Saved entries
_____
//! Default configuration values
//!
//! All constants used throughout the config module are defined here.

/// Folder scanned for scripts when none is configured
pub const DEFAULT_SCRIPTS_DIR: &str = "~/Library/Scripts";

/// Interpreter used for every script
pub const DEFAULT_INTERPRETER: &str = "/usr/bin/osascript";

/// `-s o` sends script errors to stdout so they land in the transcript
pub const DEFAULT_INTERPRETER_ARGS: &[&str] = &["-s", "o"];

/// Elapsed-time refresh while something is running
pub const DEFAULT_TICK_INTERVAL_MS: u64 = 1000;

/// Smallest accepted tick interval
pub const MIN_TICK_INTERVAL_MS: u64 = 50;

/// Final output drain after process exit
pub const DEFAULT_DRAIN_TIMEOUT_MS: u64 = 250;

/// Persist live PIDs so a crashed session's children can be reaped
pub const DEFAULT_TRACK_ORPHANS: bool = true;

/// Prefix marking a path as relative to the USB volume
pub const USB_PATH_MARKER: &str = "usb:";

/// Application data directory
pub const DEFAULT_DATA_DIR: &str = "~/.scriptdeck";

/// Config file inside the data directory
pub const CONFIG_FILE_NAME: &str = "config.json";

/// Active-process file inside the data directory
pub const ACTIVE_PIDS_FILE_NAME: &str = "active-pids.json";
_____
● Exercise requirements: Write out, exactly as given, the line containing "pub const DEFAULT_TRACK_ORPHANS: bool = true;" and every line after it to the end of the records. Include nothing else.

● Result:
pub const DEFAULT_TRACK_ORPHANS: bool = true;

/// Prefix marking a path as relative to the USB volume
pub const USB_PATH_MARKER: &str = "usb:";

/// Application data directory
pub const DEFAULT_DATA_DIR: &str = "~/.scriptdeck";

/// Config file inside the data directory
pub const CONFIG_FILE_NAME: &str = "config.json";

/// Active-process file inside the data directory
pub const ACTIVE_PIDS_FILE_NAME: &str = "active-pids.json";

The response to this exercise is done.